DCGM_FI_DEV_FB_USED / DCGM_FI_DEV_FB_TOTAL * 100
This query returns a time series for every GPU on every node. It allows the dashboard to highlight specific cards that are near capacity. The alerting rule should trigger when this value exceeds 90% for more than 5 minutes. This duration prevents false positives during model loading phases where memory usage spikes temporarily.
Failure Modes and Noise
Alert fatigue is the primary failure mode when monitoring GPU metrics. If the system alerts on every metric change, the operations team ignores the alerts. The dcgm-exporter exposes metrics for every clock domain, every fan speed, and every power rail. Most of these are not actionable. A fan speed change is usually automatic and self-correcting. Alerting on it creates noise.
Another failure mode is misinterpreting node readiness. The Kubernetes node status does not include a GPU not ready condition. The standard conditions are Ready, MemoryPressure, DiskPressure, and PIDPressure. GPU readiness is determined by the status.capacity.nvidia.com/gpu field. If this field is zero, the node cannot schedule GPU pods. If the DCGM Exporter fails to scrape the GPU, the capacity remains zero, but the node status remains Ready. The pod will stay Pending. The operator must check the exporter logs, not the node conditions, to diagnose this.
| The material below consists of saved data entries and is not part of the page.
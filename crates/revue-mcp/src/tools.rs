//! Tool implementations for the revue MCP server.
//!
//! Each tool delegates to `revue-review` or `revue-difflens` and returns
//! pretty-printed JSON via `CallToolResult`.

use std::path::PathBuf;

use revue_core::{CommitType, ReviewConfig};
use revue_difflens::filter::PathFilter;
use revue_difflens::metrics::analyze;
use revue_difflens::source::PatchDiffSource;
use revue_review::tools::{
    code_metrics, commit_message, get_file_changes, resolve_root, write_review,
};
use rmcp::{
    handler::server::{tool::ToolRouter, wrapper::Parameters},
    model::*,
    schemars, tool, tool_router, ErrorData as McpError,
};
use serde::{Deserialize, Serialize};

/// MCP server exposing the review tools for one repository.
///
/// # Examples
///
/// ```
/// use revue_core::ReviewConfig;
/// use revue_mcp::tools::RevueServer;
/// use std::path::PathBuf;
///
/// let server = RevueServer::new(PathBuf::from("."), ReviewConfig::default());
/// ```
#[derive(Clone)]
pub struct RevueServer {
    pub(crate) repo_path: PathBuf,
    pub(crate) config: ReviewConfig,
    pub(crate) tool_router: ToolRouter<Self>,
}

/// Parameters for the `get_file_changes` tool.
#[derive(Debug, Deserialize, schemars::JsonSchema)]
pub struct GetFileChangesParams {
    /// Directory inside the repository (default: the server's repository).
    pub root_dir: Option<String>,
}

/// Parameters for the `generate_commit_message` tool.
#[derive(Debug, Deserialize, schemars::JsonSchema)]
pub struct GenerateCommitMessageParams {
    /// A summary of the changes made.
    pub summary: String,
    /// One of feat, fix, docs, style, refactor, perf, test, chore.
    #[serde(rename = "type")]
    pub kind: String,
    /// Optional scope, e.g. "parser".
    pub scope: Option<String>,
}

/// Parameters for the `write_review_to_markdown` tool.
#[derive(Debug, Deserialize, schemars::JsonSchema)]
pub struct WriteReviewParams {
    /// Directory the report is written to (default: the server's repository).
    pub root_dir: Option<String>,
    /// The complete review in markdown.
    pub review: String,
    /// File name relative to root_dir (default: the configured report file).
    pub filename: Option<String>,
}

/// Parameters for the `code_metrics` tool.
#[derive(Debug, Deserialize, schemars::JsonSchema)]
pub struct CodeMetricsParams {
    /// Directory inside the repository (default: the server's repository).
    pub root_dir: Option<String>,
    /// Unified diff to measure instead of the working tree.
    pub diff: Option<String>,
}

#[derive(Serialize)]
#[serde(rename_all = "camelCase")]
struct CommitMessageResponse {
    commit_message: String,
}

fn mcp_err(msg: impl Into<String>) -> McpError {
    McpError::internal_error(msg.into(), None)
}

fn json_result<T: Serialize>(value: &T) -> Result<CallToolResult, McpError> {
    let json = serde_json::to_string_pretty(value).map_err(|e| mcp_err(e.to_string()))?;
    Ok(CallToolResult::success(vec![Content::text(json)]))
}

#[tool_router]
impl RevueServer {
    /// Create a new server for the repository at `repo_path`.
    pub fn new(repo_path: PathBuf, config: ReviewConfig) -> Self {
        Self {
            repo_path,
            config,
            tool_router: Self::tool_router(),
        }
    }

    fn resolve_path(&self, path: &Option<String>) -> Result<PathBuf, McpError> {
        resolve_root(&self.repo_path, path.as_deref().unwrap_or(".")).map_err(|e| {
            mcp_err(format!(
                "{e} (configured repository: {})",
                self.repo_path.display()
            ))
        })
    }

    #[tool(
        name = "get_file_changes",
        description = "Get the uncommitted changes of the repository as a list of { file, diff } objects, one per changed file. Build output and lockfiles configured as excluded are skipped. Call this first when reviewing."
    )]
    pub fn get_file_changes(
        &self,
        Parameters(params): Parameters<GetFileChangesParams>,
    ) -> Result<CallToolResult, McpError> {
        let root = self.resolve_path(&params.root_dir)?;
        let changes = get_file_changes(&root, &self.config)
            .map_err(|e| mcp_err(format!("Failed to collect changes: {e}")))?;
        json_result(&changes)
    }

    #[tool(
        name = "generate_commit_message",
        description = "Format a conventional commit message header: type(scope): summary. Use after reviewing to suggest a commit message for the changes."
    )]
    pub fn generate_commit_message(
        &self,
        Parameters(params): Parameters<GenerateCommitMessageParams>,
    ) -> Result<CallToolResult, McpError> {
        if params.summary.trim().is_empty() {
            return Err(McpError::invalid_params("summary must not be empty", None));
        }
        let kind: CommitType = params.kind.parse().map_err(|e: String| {
            McpError::invalid_params(
                format!("{e}; expected one of feat, fix, docs, style, refactor, perf, test, chore"),
                None,
            )
        })?;
        json_result(&CommitMessageResponse {
            commit_message: commit_message(kind, params.scope.as_deref(), params.summary.trim()),
        })
    }

    #[tool(
        name = "write_review_to_markdown",
        description = "Save a finished code review as a markdown file titled with today's date. The filename must be relative and stay inside the repository."
    )]
    pub fn write_review_to_markdown(
        &self,
        Parameters(params): Parameters<WriteReviewParams>,
    ) -> Result<CallToolResult, McpError> {
        let root = self.resolve_path(&params.root_dir)?;
        let filename = params
            .filename
            .as_deref()
            .unwrap_or(&self.config.report_filename);
        let written = write_review(&root, &params.review, filename)
            .map_err(|e| McpError::invalid_params(e.to_string(), None))?;
        json_result(&written)
    }

    #[tool(
        name = "code_metrics",
        description = "Compute lines added/removed, a heuristic complexity score and naive security indicators for the working tree, or for a unified diff if one is given. Indicators are pattern matches, not verified vulnerabilities."
    )]
    pub fn code_metrics(
        &self,
        Parameters(params): Parameters<CodeMetricsParams>,
    ) -> Result<CallToolResult, McpError> {
        let report = match params.diff {
            Some(diff) => {
                let source = PatchDiffSource::parse(&diff).map_err(|e| {
                    mcp_err(format!(
                        "Failed to parse diff: {e}. Ensure input is valid unified diff format (git diff output)."
                    ))
                })?;
                analyze(&source, &PathFilter::from_config(&self.config))
                    .map_err(|e| mcp_err(e.to_string()))?
            }
            None => {
                let root = self.resolve_path(&params.root_dir)?;
                code_metrics(&root, &self.config)
                    .map_err(|e| mcp_err(format!("Failed to compute metrics: {e}")))?
            }
        };
        json_result(&report)
    }
}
A third failure mode is confusing utilization with occupancy. DCGM_FI_DEV_GPU_UTIL measures time during which at least one kernel was active. DCGM_FI_DEV_SM_OCCUPANCY measures the percentage of active streaming multiprocessors. A workload can have high utilization but low occupancy if it is memory-bound. The GPU is waiting for data, not computing. Relying solely on utilization metrics can lead to incorrect scaling decisions. If utilization is low but latency is high, the bottleneck is memory bandwidth, not compute power. Scaling up the cluster will not fix the latency.
Decision frame
The next time a GPU pod stays Pending or a node shows high latency, the question is not “is the GPU broken.” It is “which metric tells me the GPU is waiting.” Check DCGM_FI_DEV_GPU_UTIL first. If it is low, check DCGM_FI_DEV_FB_USED for memory saturation. If memory is free, check DCGM_FI_DEV_CLOCKS_THROTTLE_REASONS for thermal limits. The signal is in the rate of change, not the absolute value. A sudden spike in DCGM_FI_DEV_XID_ERRORS requires a node drain. A gradual rise in temperature requires a cooling audit. The metric names are fixed, but the operational response depends on the trend.